As the country once again contends with continued load-shedding, the South African Wind Energy Association (SAWEA) has reaffirmed the sector’s role in contributing to energy security.
This is despite the recent announcement of delays to two renewable energy procurement rounds meant to unlock and deliver new generation capacity, SAWEA says.
Responding to a recent statement issued by South Africa’s Independent Power Producer Office (IPPO) head Bernard Magoro, the association says it is encouraged by the leadership demonstrated and the sentiments of stakeholder alignment.
SAWEA has been lobbying for increased stakeholder engagement and alignment, as it notes that this is the key to establishing the foundation for accelerated procurement and unblocking hurdles.
“We continue to build relationships with the key stakeholders including the IPPO, Eskom, the Department of Trade, Industry and Competition and the Department of Mineral Resources and Energy and are assured that the stakeholders are having the right conversations to support the procurement process with the aim of [getting] more megawatts on the grid as quickly as possible,” says SAWEA CEO Niveshen Govender.
SAWEA posits that the South African wind power sector is robust and has the appetite, ability and capacity to deliver a minimum of 1.6 GW of new power generation yearly, for the next decade.
This has been demonstrated by exceedingly high levels of bid submissions for Bid Window 5 and reaffirmed by Magoro this week, who stated his confidence in the market appetite for the Renewable Energy Independent Power Producer Procurement Programme’s Bid Window 6, SAWEA points out.
Magoro noted that more than 50 potential bidders have acquired the bid documentation, and also, that the National Treasury has confirmed that the programme will continue to be granted government guarantees.
The association points out that the scale of these megaprojects, each valued on average at over R1.5-billion, require considerable work to bring them to commercial close.

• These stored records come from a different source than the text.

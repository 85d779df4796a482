//! Graph validation logic.

use rf_core::{Cost, NodeId};

use crate::error::{GraphError, GraphResult};

/// Validate compact adjacency: offsets describe the flat list, neighbor
/// references are in range, lists are sorted, and every `u -> v` has a
/// matching `v -> u` with the same cost.
pub(crate) fn validate_adjacency(
    node_count: usize,
    offsets: &[usize],
    neighbors: &[(NodeId, Cost)],
) -> GraphResult<()> {
    // Offsets array must have node_count + 1 entries
    if offsets.len() != node_count + 1 {
        return Err(GraphError::InconsistentAdjacency {
            what: "offsets length != node count + 1",
        });
    }
    if offsets.first() != Some(&0) || offsets.last() != Some(&neighbors.len()) {
        return Err(GraphError::InconsistentAdjacency {
            what: "offsets do not span the neighbor list",
        });
    }
    if offsets.windows(2).any(|w| w[0] > w[1]) {
        return Err(GraphError::InconsistentAdjacency {
            what: "offsets are not monotonic",
        });
    }

    let adjacency = |i: usize| &neighbors[offsets[i]..offsets[i + 1]];

    for u in 0..node_count {
        let node = NodeId::from_index(u as u32);
        let adj = adjacency(u);

        // Neighbor must exist
        for &(v, _) in adj {
            if v.slot() >= node_count {
                return Err(GraphError::NeighborOutOfRange {
                    node,
                    neighbor: v.index(),
                });
            }
        }

        // Strictly increasing by id: sorted and no duplicate entries
        if adj.windows(2).any(|w| w[0].0 >= w[1].0) {
            return Err(GraphError::InconsistentAdjacency {
                what: "neighbor list not strictly sorted",
            });
        }

        // Reverse entry must exist with identical cost
        for &(v, cost) in adj {
            let back = adjacency(v.slot());
            let mirrored = back
                .binary_search_by_key(&node, |&(n, _)| n)
                .ok()
                .map(|pos| back[pos].1);
            if mirrored != Some(cost) {
                return Err(GraphError::Asymmetric { a: node, b: v });
            }
        }
    }

    Ok(())
}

“We are dealing with billion rand projects that require in excess of sixty applications, licences, permit agreements, regulatory compliance processes, which demonstrates the importance of cross-sector stakeholder relations and supportive policies,” says Govender.

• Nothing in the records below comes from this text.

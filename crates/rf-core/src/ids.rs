use core::fmt;
use core::num::NonZeroU32;

use crate::error::{RfError, RfResult};

/// Compact, stable identifier for a registered graph node.
///
/// - `u32` keeps adjacency and search tables small
/// - `NonZero` lets `Option<NodeId>` (the predecessor table entry) stay 4 bytes
#[derive(Clone, Copy, PartialEq, Eq, Hash, PartialOrd, Ord)]
pub struct NodeId(NonZeroU32);

impl NodeId {
    /// Largest 0-based index that can be stored.
    pub const MAX_INDEX: u32 = u32::MAX - 1;

    /// Create a NodeId from a 0-based index by storing index+1.
    ///
    /// Panics if `index > MAX_INDEX`; use [`NodeId::try_from_usize`] for
    /// indices coming from collection lengths.
    pub fn from_index(index: u32) -> Self {
        // index+1 must be nonzero
        Self(NonZeroU32::new(index + 1).expect("index+1 is nonzero"))
    }

    /// Create a NodeId from a collection position, failing once the
    /// `u32` id space is exhausted.
    pub fn try_from_usize(index: usize) -> RfResult<Self> {
        u32::try_from(index)
            .ok()
            .filter(|&i| i <= Self::MAX_INDEX)
            .map(Self::from_index)
            .ok_or_else(|| RfError::InvalidArg {
                what: format!("node index {index} exceeds id space"),
            })
    }

    /// Recover the 0-based index.
    pub fn index(self) -> u32 {
        self.0.get() - 1
    }

    /// The 0-based index as a `usize`, for direct table access.
    #[inline]
    pub fn slot(self) -> usize {
        self.index() as usize
    }
}

impl fmt::Debug for NodeId {
    fn fmt(&self, f: &mut fmt::Formatter<'_>) -> fmt::Result {
        write!(f, "NodeId({})", self.index())
    }
}

impl fmt::Display for NodeId {
    fn fmt(&self, f: &mut fmt::Formatter<'_>) -> fmt::Result {
        write!(f, "{}", self.index())
    }
}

Citing the recent procurement round delay from end-April, the association notes that the failure to secure final budget quotes from Eskom for grid connection, should not be singled out as the only reason for postponements. It is suggested that a six- to twelve-month timeframe may be more realistic to navigate the cumbersome processes.
“I estimate around 12 months is a more realistic timeframe, which should be incorporated into the procurement process to reduce the public perception of delays, in addition to increased stakeholder engagement to resolve this,” emphasises Govender.